▶ **TO DO**
Return all the lines below, exactly as they read.

(Saved entries)
== == ==
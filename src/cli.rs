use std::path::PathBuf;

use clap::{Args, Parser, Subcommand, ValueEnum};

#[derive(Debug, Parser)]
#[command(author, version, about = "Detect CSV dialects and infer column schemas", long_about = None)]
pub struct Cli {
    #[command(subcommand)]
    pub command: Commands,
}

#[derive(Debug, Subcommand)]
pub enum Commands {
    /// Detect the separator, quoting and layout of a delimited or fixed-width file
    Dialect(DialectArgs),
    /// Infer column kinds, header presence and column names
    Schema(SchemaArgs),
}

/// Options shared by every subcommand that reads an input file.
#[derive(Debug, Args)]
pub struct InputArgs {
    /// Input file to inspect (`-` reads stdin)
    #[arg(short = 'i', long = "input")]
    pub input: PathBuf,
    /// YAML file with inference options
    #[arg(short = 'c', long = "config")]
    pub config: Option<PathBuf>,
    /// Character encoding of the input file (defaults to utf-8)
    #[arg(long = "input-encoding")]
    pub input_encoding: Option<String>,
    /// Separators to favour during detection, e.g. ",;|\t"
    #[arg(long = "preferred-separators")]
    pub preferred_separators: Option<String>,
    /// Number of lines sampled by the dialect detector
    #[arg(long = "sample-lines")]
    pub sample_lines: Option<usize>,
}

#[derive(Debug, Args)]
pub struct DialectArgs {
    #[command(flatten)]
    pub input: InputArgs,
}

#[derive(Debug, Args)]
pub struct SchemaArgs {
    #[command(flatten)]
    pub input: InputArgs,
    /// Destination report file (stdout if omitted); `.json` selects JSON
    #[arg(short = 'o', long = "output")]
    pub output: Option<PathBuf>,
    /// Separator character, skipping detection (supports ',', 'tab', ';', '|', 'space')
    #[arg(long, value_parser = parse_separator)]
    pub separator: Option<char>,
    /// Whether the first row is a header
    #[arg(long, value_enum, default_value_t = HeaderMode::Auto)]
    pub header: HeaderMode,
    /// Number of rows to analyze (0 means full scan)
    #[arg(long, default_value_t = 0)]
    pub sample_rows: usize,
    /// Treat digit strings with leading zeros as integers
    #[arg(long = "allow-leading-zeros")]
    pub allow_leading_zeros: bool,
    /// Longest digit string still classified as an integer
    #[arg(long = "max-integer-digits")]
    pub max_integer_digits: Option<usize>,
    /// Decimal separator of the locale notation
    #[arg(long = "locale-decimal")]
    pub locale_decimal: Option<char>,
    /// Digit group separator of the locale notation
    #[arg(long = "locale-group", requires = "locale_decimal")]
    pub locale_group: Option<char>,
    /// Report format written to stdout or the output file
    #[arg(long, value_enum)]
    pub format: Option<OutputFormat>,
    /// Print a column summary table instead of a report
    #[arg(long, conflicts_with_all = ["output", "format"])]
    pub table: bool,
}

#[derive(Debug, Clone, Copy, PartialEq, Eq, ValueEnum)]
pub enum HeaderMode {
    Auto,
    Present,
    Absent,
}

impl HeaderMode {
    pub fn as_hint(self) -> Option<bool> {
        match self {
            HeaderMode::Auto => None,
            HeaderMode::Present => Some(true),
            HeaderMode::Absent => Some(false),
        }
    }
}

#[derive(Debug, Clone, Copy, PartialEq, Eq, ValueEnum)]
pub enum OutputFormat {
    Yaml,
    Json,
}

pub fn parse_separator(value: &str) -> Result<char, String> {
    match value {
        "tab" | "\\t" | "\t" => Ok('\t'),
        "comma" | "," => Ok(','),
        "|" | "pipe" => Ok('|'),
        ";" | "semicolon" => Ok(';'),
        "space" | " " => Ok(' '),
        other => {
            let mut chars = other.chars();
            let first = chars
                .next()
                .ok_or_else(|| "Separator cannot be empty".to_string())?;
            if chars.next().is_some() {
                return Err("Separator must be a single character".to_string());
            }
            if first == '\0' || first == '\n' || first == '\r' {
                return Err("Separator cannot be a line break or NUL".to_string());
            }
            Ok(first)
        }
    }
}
== == ==
▶ **YOUR RESPONSE**
filename src/cli.rs
use std::path::PathBuf;

use clap::{Args, Parser, Subcommand, ValueEnum};

#[derive(Debug, Parser)]
#[command(author, version, about = "Detect CSV dialects and infer column schemas", long_about = None)]
pub struct Cli {
    #[command(subcommand)]
    pub command: Commands,
}

#[derive(Debug, Subcommand)]
pub enum Commands {
    /// Detect the separator, quoting and layout of a delimited or fixed-width file
    Dialect(DialectArgs),
    /// Infer column kinds, header presence and column names
    Schema(SchemaArgs),
}

/// Options shared by every subcommand that reads an input file.
#[derive(Debug, Args)]
pub struct InputArgs {
    /// Input file to inspect (`-` reads stdin)
    #[arg(short = 'i', long = "input")]
    pub input: PathBuf,
    /// YAML file with inference options
    #[arg(short = 'c', long = "config")]
    pub config: Option<PathBuf>,
    /// Character encoding of the input file (defaults to utf-8)
    #[arg(long = "input-encoding")]
    pub input_encoding: Option<String>,
    /// Separators to favour during detection, e.g. ",;|\t"
    #[arg(long = "preferred-separators")]
    pub preferred_separators: Option<String>,
    /// Number of lines sampled by the dialect detector
    #[arg(long = "sample-lines")]
    pub sample_lines: Option<usize>,
}

#[derive(Debug, Args)]
pub struct DialectArgs {
    #[command(flatten)]
    pub input: InputArgs,
}

#[derive(Debug, Args)]
pub struct SchemaArgs {
    #[command(flatten)]
    pub input: InputArgs,
    /// Destination report file (stdout if omitted); `.json` selects JSON
    #[arg(short = 'o', long = "output")]
    pub output: Option<PathBuf>,
    /// Separator character, skipping detection (supports ',', 'tab', ';', '|', 'space')
    #[arg(long, value_parser = parse_separator)]
    pub separator: Option<char>,
    /// Whether the first row is a header
    #[arg(long, value_enum, default_value_t = HeaderMode::Auto)]
    pub header: HeaderMode,
    /// Number of rows to analyze (0 means full scan)
    #[arg(long, default_value_t = 0)]
    pub sample_rows: usize,
    /// Treat digit strings with leading zeros as integers
    #[arg(long = "allow-leading-zeros")]
    pub allow_leading_zeros: bool,
    /// Longest digit string still classified as an integer
    #[arg(long = "max-integer-digits")]
    pub max_integer_digits: Option<usize>,
    /// Decimal separator of the locale notation
    #[arg(long = "locale-decimal")]
    pub locale_decimal: Option<char>,
    /// Digit group separator of the locale notation
    #[arg(long = "locale-group", requires = "locale_decimal")]
    pub locale_group: Option<char>,
    /// Report format written to stdout or the output file
    #[arg(long, value_enum)]
    pub format: Option<OutputFormat>,
    /// Print a column summary table instead of a report
    #[arg(long, conflicts_with_all = ["output", "format"])]
    pub table: bool,
}

#[derive(Debug, Clone, Copy, PartialEq, Eq, ValueEnum)]
pub enum HeaderMode {
    Auto,
    Present,
    Absent,
}

impl HeaderMode {
    pub fn as_hint(self) -> Option<bool> {
        match self {
            HeaderMode::Auto => None,
            HeaderMode::Present => Some(true),
            HeaderMode::Absent => Some(false),
        }
    }
}

#[derive(Debug, Clone, Copy, PartialEq, Eq, ValueEnum)]
pub enum OutputFormat {
    Yaml,
    Json,
}

pub fn parse_separator(value: &str) -> Result<char, String> {
    match value {
        "tab" | "\\t" | "\t" => Ok('\t'),
        "comma" | "," => Ok(','),
        "|" | "pipe" => Ok('|'),
        ";" | "semicolon" => Ok(';'),
        "space" | " " => Ok(' '),
        other => {
            let mut chars = other.chars();
            let first = chars
                .next()
                .ok_or_else(|| "Separator cannot be empty".to_string())?;
            if chars.next().is_some() {
                return Err("Separator must be a single character".to_string());
            }
            if first == '\0' || first == '\n' || first == '\r' {
                return Err("Separator cannot be a line break or NUL".to_string());
            }
            Ok(first)
        }
    }
}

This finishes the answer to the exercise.